→ WHAT IS NEEDED:
Each line below should be repeated exactly as it stands.

Stored data entries:
──────────────────────────────

// src/models/auth.rs

use chrono::{DateTime, Utc};
use serde::{Deserialize, Serialize};
use utoipa::ToSchema;
use uuid::Uuid;
use validator::Validate;

use crate::models::rbac::Role;

// Representa um usuário do back office vindo do banco de dados
#[derive(Debug, Clone, Serialize, ToSchema)]
#[serde(rename_all = "camelCase")]
pub struct User {
    pub id: Uuid,
    pub email: String,

    #[serde(skip_serializing)] // IMPORTANTE para segurança
    #[schema(ignore)]
    pub password_hash: String,

    pub full_name: String,
    pub role: Role,
    pub is_active: bool,

    pub created_at: DateTime<Utc>,
    pub updated_at: DateTime<Utc>,
}

// Dados para login
#[derive(Debug, Deserialize, Validate, ToSchema)]
pub struct LoginPayload {
    #[validate(email(message = "O e-mail fornecido é inválido."))]
    pub email: String,
    #[validate(length(min = 6, message = "A senha deve ter no mínimo 6 caracteres."))]
    pub password: String,
}

// Resposta de autenticação com o token e o usuário (o frontend usa o cargo
// para esconder menus; a autorização de verdade fica nos extractors)
#[derive(Debug, Serialize, ToSchema)]
#[serde(rename_all = "camelCase")]
pub struct AuthResponse {
    pub token: String,
    pub user: User,
}

// Estrutura de dados ("claims") dentro do JWT.
// `role` desserializa direto para o enum: cargo desconhecido = token inválido.
#[derive(Debug, Serialize, Deserialize)]
pub struct Claims {
    pub sub: Uuid,  // Subject (ID do usuário)
    pub role: Role, // Cargo no momento do login
    pub exp: usize, // Expiration time (quando o token expira)
    pub iat: usize, // Issued At (quando o token foi criado)
}

// Payload para o admin criar um usuário
#[derive(Debug, Deserialize, Validate, ToSchema)]
#[serde(rename_all = "camelCase")]
pub struct CreateUserPayload {
    #[validate(email(message = "O e-mail fornecido é inválido."))]
    pub email: String,

    #[validate(length(min = 6, message = "A senha deve ter no mínimo 6 caracteres."))]
    pub password: String,

    #[validate(length(min = 1, message = "O nome é obrigatório."))]
    pub full_name: String,

    pub role: Role,
}

// Payload para alterar cargo e/ou status de um usuário
#[derive(Debug, Deserialize, ToSchema)]
#[serde(rename_all = "camelCase")]
pub struct UpdateUserPayload {
    pub role: Option<Role>,
    pub is_active: Option<bool>,
}
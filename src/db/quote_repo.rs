// src/db/quote_repo.rs

use chrono::{DateTime, Utc};
use sqlx::PgPool;
use uuid::Uuid;

use crate::{
    common::error::AppError,
    models::quotes::{QuoteFilter, QuoteRequest, QuoteStatus},
};

// O status chega como TEXT; a conversão para o enum fica concentrada aqui.
#[derive(sqlx::FromRow)]
struct QuoteRow {
    id: Uuid,
    customer_name: String,
    email: String,
    phone: Option<String>,
    product_interest: Option<String>,
    message: String,
    status: String,
    created_at: DateTime<Utc>,
    updated_at: DateTime<Utc>,
}

impl QuoteRow {
    fn into_quote(self) -> Result<QuoteRequest, AppError> {
        let status = QuoteStatus::from_str(&self.status).ok_or_else(|| {
            AppError::InternalServerError(anyhow::anyhow!(
                "Status desconhecido '{}' no orçamento {}",
                self.status,
                self.id
            ))
        })?;

        Ok(QuoteRequest {
            id: self.id,
            customer_name: self.customer_name,
            email: self.email,
            phone: self.phone,
            product_interest: self.product_interest,
            message: self.message,
            status,
            created_at: self.created_at,
            updated_at: self.updated_at,
        })
    }
}

const QUOTE_COLUMNS: &str = "id, customer_name, email, phone, product_interest, message, status, \
     created_at, updated_at";

#[derive(Clone)]
pub struct QuoteRepository {
    pool: PgPool,
}

impl QuoteRepository {
    pub fn new(pool: PgPool) -> Self {
        Self { pool }
    }

    pub async fn create(
        &self,
        customer_name: &str,
        email: &str,
        phone: Option<&str>,
        product_interest: Option<&str>,
        message: &str,
    ) -> Result<QuoteRequest, AppError> {
        let sql = format!(
            "INSERT INTO quote_requests (customer_name, email, phone, product_interest, message)
             VALUES ($1, $2, $3, $4, $5)
             RETURNING {QUOTE_COLUMNS}"
        );

        let row = sqlx::query_as::<_, QuoteRow>(&sql)
            .bind(customer_name)
            .bind(email)
            .bind(phone)
            .bind(product_interest)
            .bind(message)
            .fetch_one(&self.pool)
            .await?;

        row.into_quote()
    }

    pub async fn list(&self, filter: &QuoteFilter) -> Result<Vec<QuoteRequest>, AppError> {
        let sql = format!(
            "SELECT {QUOTE_COLUMNS} FROM quote_requests
             WHERE ($1::text IS NULL OR status = $1)
             ORDER BY created_at DESC"
        );

        let rows = sqlx::query_as::<_, QuoteRow>(&sql)
            .bind(filter.status.map(|s| s.as_str()))
            .fetch_all(&self.pool)
            .await?;

        rows.into_iter().map(QuoteRow::into_quote).collect()
    }

    pub async fn find_by_id(&self, id: Uuid) -> Result<Option<QuoteRequest>, AppError> {
        let sql = format!("SELECT {QUOTE_COLUMNS} FROM quote_requests WHERE id = $1");

        let row = sqlx::query_as::<_, QuoteRow>(&sql)
            .bind(id)
            .fetch_optional(&self.pool)
            .await?;

        row.map(QuoteRow::into_quote).transpose()
    }

    pub async fn update_status(
        &self,
        id: Uuid,
        status: QuoteStatus,
    ) -> Result<QuoteRequest, AppError> {
        let sql = format!(
            "UPDATE quote_requests
             SET status = $2, updated_at = now()
             WHERE id = $1
             RETURNING {QUOTE_COLUMNS}"
        );

        let row = sqlx::query_as::<_, QuoteRow>(&sql)
            .bind(id)
            .bind(status.as_str())
            .fetch_optional(&self.pool)
            .await?
            .ok_or_else(|| AppError::NotFound("Orçamento".to_string()))?;

        row.into_quote()
    }

    pub async fn count_pending(&self) -> Result<i64, AppError> {
        let count: (i64,) =
            sqlx::query_as("SELECT COUNT(*) FROM quote_requests WHERE status = 'NEW'")
                .fetch_one(&self.pool)
                .await?;

        Ok(count.0)
    }
}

──────────────────────────────

→ SOLUTION TO THE EXERCISE:
// src/models/auth.rs

use chrono::{DateTime, Utc};
use serde::{Deserialize, Serialize};
use utoipa::ToSchema;
use uuid::Uuid;
use validator::Validate;

use crate::models::rbac::Role;

// Representa um usuário do back office vindo do banco de dados
#[derive(Debug, Clone, Serialize, ToSchema)]
#[serde(rename_all = "camelCase")]
pub struct User {
    pub id: Uuid,
    pub email: String,

    #[serde(skip_serializing)] // IMPORTANTE para segurança
    #[schema(ignore)]
    pub password_hash: String,

    pub full_name: String,
    pub role: Role,
    pub is_active: bool,

    pub created_at: DateTime<Utc>,
    pub updated_at: DateTime<Utc>,
}

// Dados para login
#[derive(Debug, Deserialize, Validate, ToSchema)]
pub struct LoginPayload {
    #[validate(email(message = "O e-mail fornecido é inválido."))]
    pub email: String,
    #[validate(length(min = 6, message = "A senha deve ter no mínimo 6 caracteres."))]
    pub password: String,
}

// Resposta de autenticação com o token e o usuário (o frontend usa o cargo
// para esconder menus; a autorização de verdade fica nos extractors)
#[derive(Debug, Serialize, ToSchema)]
#[serde(rename_all = "camelCase")]
pub struct AuthResponse {
    pub token: String,
    pub user: User,
}

// Estrutura de dados ("claims") dentro do JWT.
// `role` desserializa direto para o enum: cargo desconhecido = token inválido.
#[derive(Debug, Serialize, Deserialize)]
pub struct Claims {
    pub sub: Uuid,  // Subject (ID do usuário)
    pub role: Role, // Cargo no momento do login
    pub exp: usize, // Expiration time (quando o token expira)
    pub iat: usize, // Issued At (quando o token foi criado)
}

// Payload para o admin criar um usuário
#[derive(Debug, Deserialize, Validate, ToSchema)]
#[serde(rename_all = "camelCase")]
pub struct CreateUserPayload {
    #[validate(email(message = "O e-mail fornecido é inválido."))]
    pub email: String,

    #[validate(length(min = 6, message = "A senha deve ter no mínimo 6 caracteres."))]
    pub password: String,

    #[validate(length(min = 1, message = "O nome é obrigatório."))]
    pub full_name: String,

    pub role: Role,
}

// Payload para alterar cargo e/ou status de um usuário
#[derive(Debug, Deserialize, ToSchema)]
#[serde(rename_all = "camelCase")]
pub struct UpdateUserPayload {
    pub role: Option<Role>,
    pub is_active: Option<bool>,
}
filename src/db/quote_repo.rs
// src/db/quote_repo.rs

use chrono::{DateTime, Utc};
use sqlx::PgPool;
use uuid::Uuid;

use crate::{
    common::error::AppError,
    models::quotes::{QuoteFilter, QuoteRequest, QuoteStatus},
};

// O status chega como TEXT; a conversão para o enum fica concentrada aqui.
#[derive(sqlx::FromRow)]
struct QuoteRow {
    id: Uuid,
    customer_name: String,
    email: String,
    phone: Option<String>,
    product_interest: Option<String>,
    message: String,
    status: String,
    created_at: DateTime<Utc>,
    updated_at: DateTime<Utc>,
}

impl QuoteRow {
    fn into_quote(self) -> Result<QuoteRequest, AppError> {
        let status = QuoteStatus::from_str(&self.status).ok_or_else(|| {
            AppError::InternalServerError(anyhow::anyhow!(
                "Status desconhecido '{}' no orçamento {}",
                self.status,
                self.id
            ))
        })?;

        Ok(QuoteRequest {
            id: self.id,
            customer_name: self.customer_name,
            email: self.email,
            phone: self.phone,
            product_interest: self.product_interest,
            message: self.message,
            status,
            created_at: self.created_at,
            updated_at: self.updated_at,
        })
    }
}

const QUOTE_COLUMNS: &str = "id, customer_name, email, phone, product_interest, message, status, \
     created_at, updated_at";

#[derive(Clone)]
pub struct QuoteRepository {
    pool: PgPool,
}

impl QuoteRepository {
    pub fn new(pool: PgPool) -> Self {
        Self { pool }
    }

    pub async fn create(
        &self,
        customer_name: &str,
        email: &str,
        phone: Option<&str>,
        product_interest: Option<&str>,
        message: &str,
    ) -> Result<QuoteRequest, AppError> {
        let sql = format!(
            "INSERT INTO quote_requests (customer_name, email, phone, product_interest, message)
             VALUES ($1, $2, $3, $4, $5)
             RETURNING {QUOTE_COLUMNS}"
        );

        let row = sqlx::query_as::<_, QuoteRow>(&sql)
            .bind(customer_name)
            .bind(email)
            .bind(phone)
            .bind(product_interest)
            .bind(message)
            .fetch_one(&self.pool)
            .await?;

        row.into_quote()
    }

    pub async fn list(&self, filter: &QuoteFilter) -> Result<Vec<QuoteRequest>, AppError> {
        let sql = format!(
            "SELECT {QUOTE_COLUMNS} FROM quote_requests
             WHERE ($1::text IS NULL OR status = $1)
             ORDER BY created_at DESC"
        );

        let rows = sqlx::query_as::<_, QuoteRow>(&sql)
            .bind(filter.status.map(|s| s.as_str()))
            .fetch_all(&self.pool)
            .await?;

        rows.into_iter().map(QuoteRow::into_quote).collect()
    }

    pub async fn find_by_id(&self, id: Uuid) -> Result<Option<QuoteRequest>, AppError> {
        let sql = format!("SELECT {QUOTE_COLUMNS} FROM quote_requests WHERE id = $1");

        let row = sqlx::query_as::<_, QuoteRow>(&sql)
            .bind(id)
            .fetch_optional(&self.pool)
            .await?;

        row.map(QuoteRow::into_quote).transpose()
    }

    pub async fn update_status(
        &self,
        id: Uuid,
        status: QuoteStatus,
    ) -> Result<QuoteRequest, AppError> {
        let sql = format!(
            "UPDATE quote_requests
             SET status = $2, updated_at = now()
             WHERE id = $1
             RETURNING {QUOTE_COLUMNS}"
        );

        let row = sqlx::query_as::<_, QuoteRow>(&sql)
            .bind(id)
            .bind(status.as_str())
            .fetch_optional(&self.pool)
            .await?
            .ok_or_else(|| AppError::NotFound("Orçamento".to_string()))?;

        row.into_quote()
    }

    pub async fn count_pending(&self) -> Result<i64, AppError> {
        let count: (i64,) =
            sqlx::query_as("SELECT COUNT(*) FROM quote_requests WHERE status = 'NEW'")
                .fetch_one(&self.pool)
                .await?;

        Ok(count.0)
    }
}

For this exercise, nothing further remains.